▸ **DATASET ENTRIES**:
——————————

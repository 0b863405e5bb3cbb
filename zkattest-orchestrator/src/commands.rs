//! CLI command handlers over the file-backed ledger.
//!
//! Each handler opens the ledger snapshot, performs one operation as the
//! configured caller, and returns a value for the binary to print.

use serde_json::{json, Value};
use std::future::Future;
use std::path::{Path, PathBuf};
use std::sync::Arc;
use tracing::info;
use zkattest::tracing::prefix;
use zkattest::{Error, Result};
use zkattest_core::{Address, PeriodId, SubmissionReceipt};

use crate::artifacts::ArtifactStore;
use crate::config::OrchestratorConfig;
use crate::encryptor::{Encryptor, SubprocessEncryptor};
use crate::file_ledger::FileLedger;
use crate::ledger::LedgerClient;
use crate::orchestrator::Orchestrator;
use crate::prover::SubprocessProver;

/// Configuration plus the identity commands act as.
#[derive(Debug, Clone)]
pub struct CommandContext {
    config: OrchestratorConfig,
    caller: Address,
}

impl CommandContext {
    /// `caller` defaults to the configured operator.
    pub fn new(config: OrchestratorConfig, caller: Option<String>) -> Self {
        let caller = Address::new(caller.unwrap_or_else(|| config.operator.clone()));
        Self { config, caller }
    }

    pub fn config(&self) -> &OrchestratorConfig {
        &self.config
    }

    pub fn caller(&self) -> &Address {
        &self.caller
    }

    fn ledger(&self) -> Result<FileLedger> {
        Ok(FileLedger::open(
            &self.config.ledger_path,
            Address::new(self.config.operator.as_str()),
        )?)
    }

    fn artifacts(&self) -> ArtifactStore {
        ArtifactStore::new(&self.config.work_dir, self.config.artifact_retention)
    }

    pub fn init(&self, admin: Option<&str>, quorum: usize, force: bool) -> Result<()> {
        let admin = admin.map(Address::new).unwrap_or_else(|| self.caller.clone());
        FileLedger::init(&self.config.ledger_path, admin, quorum, force)?;
        Ok(())
    }

    pub fn register(&self, address: &str, name: &str) -> Result<()> {
        let caller = self.caller.clone();
        self.ledger()?
            .apply(|engine| engine.register_attestor(&caller, Address::new(address), name))?;
        info!("{} Registered {} as {}", prefix::LEDGER, address, name);
        Ok(())
    }

    /// Submit as the caller, or as the administrator on behalf of `on_behalf`.
    pub fn submit(&self, payload: Vec<u8>, on_behalf: Option<&str>) -> Result<SubmissionReceipt> {
        let caller = self.caller.clone();
        let (receipt, _) = self.ledger()?.apply(|engine| match on_behalf {
            Some(attestor) => {
                engine.submit_attestation_on_behalf(&caller, &Address::new(attestor), payload)
            }
            None => engine.submit_attestation(&caller, payload),
        })?;
        info!(
            "{} Attestation recorded for period {} ({} attestors{})",
            prefix::LEDGER,
            receipt.period,
            receipt.attestor_count,
            if receipt.quorum_reached {
                ", quorum reached"
            } else {
                ""
            }
        );
        Ok(receipt)
    }

    /// Encrypt `value` with the configured encryptor and submit the ciphertext.
    pub async fn commit(
        &self,
        value: u64,
        key: &Path,
        output: Option<PathBuf>,
        on_behalf: Option<&str>,
    ) -> Result<SubmissionReceipt> {
        let encryptor = SubprocessEncryptor::from_argv(&self.config.encryptor_command)?;
        let label = on_behalf.unwrap_or(self.caller.as_str());
        let output = output.unwrap_or_else(|| self.artifacts().commitment_path(label));
        let payload = encryptor.encrypt(value, key, &output).await?;
        info!(
            "{} Encrypted commitment written to {} ({} bytes)",
            prefix::LEDGER,
            output.display(),
            payload.len()
        );
        self.submit(payload, on_behalf)
    }

    pub fn add_rule(&self, description: &str, rule_data: Vec<u8>) -> Result<usize> {
        let caller = self.caller.clone();
        let (index, _) = self
            .ledger()?
            .apply(|engine| engine.add_verification_rule(&caller, description, rule_data))?;
        Ok(index)
    }

    pub fn publish(&self, period: PeriodId, passed: bool, proof: Vec<u8>) -> Result<()> {
        let caller = self.caller.clone();
        self.ledger()?.apply(|engine| {
            engine.publish_verification_result(&caller, period, passed, proof)
        })?;
        Ok(())
    }

    pub fn force_advance(&self) -> Result<PeriodId> {
        let caller = self.caller.clone();
        let (period, _) = self
            .ledger()?
            .apply(|engine| engine.force_advance_period(&caller))?;
        info!("{} Forced advance to period {}", prefix::LEDGER, period);
        Ok(period)
    }

    /// JSON summary of the ledger, or of one period.
    pub fn status(&self, period: Option<PeriodId>) -> Result<Value> {
        let engine = self.ledger()?.load()?;
        let current = engine.current_period()?;

        let describe = |period: PeriodId| -> Result<Value> {
            let attestors = engine.period_attestors(period)?;
            let result = engine.verification_result(period)?;
            Ok(json!({
                "period": period,
                "status": engine.period_status(period)?,
                "attestors": attestors,
                "result": result.map(|r| json!({
                    "passed": r.passed,
                    "proof_bytes": r.proof_data.len(),
                    "published_at": r.published_at,
                })),
            }))
        };

        if let Some(period) = period {
            return describe(period);
        }

        let periods = (0..=current).map(describe).collect::<Result<Vec<_>>>()?;
        let attestors: Vec<Value> = engine
            .attestors()?
            .into_iter()
            .map(|a| json!({ "address": a.address, "name": a.name }))
            .collect();
        Ok(json!({
            "admin": engine.admin(),
            "required_attestor_count": engine.required_attestor_count(),
            "current_period": current,
            "attestors": attestors,
            "rule_count": engine.rule_count()?,
            "periods": periods,
        }))
    }

    /// Run the orchestrator against the ledger file until `shutdown`.
    ///
    /// A file ledger has no push channel, so periods are picked up by the
    /// periodic backlog scan.
    pub async fn run(&self, shutdown: impl Future<Output = ()>) -> Result<()> {
        let prover = SubprocessProver::from_argv(&self.config.prover_command).map_err(|_| {
            Error::config("prover_command must be set to run the orchestrator")
        })?;
        let ledger: Arc<dyn LedgerClient> = Arc::new(self.ledger()?);
        let orchestrator = Orchestrator::new(
            ledger,
            Arc::new(prover),
            self.artifacts(),
            self.config.roles.clone(),
            self.config.operation.clone(),
            self.config.proof_timeout(),
        );
        orchestrator
            .run(None, self.config.scan_interval(), shutdown)
            .await;
        Ok(())
    }
}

——————————

▸ **TASK TO COMPLETE**:
As listed above, the lines from the line with "let engine = self.ledger()?.load()?;" to the line with "let attestors = engine.period_attestors(period)?;" are to be echoed exactly, with both ends included and nothing added.

▸ **RESULT OF THIS TASK**:
        let engine = self.ledger()?.load()?;
        let current = engine.current_period()?;

        let describe = |period: PeriodId| -> Result<Value> {
            let attestors = engine.period_attestors(period)?;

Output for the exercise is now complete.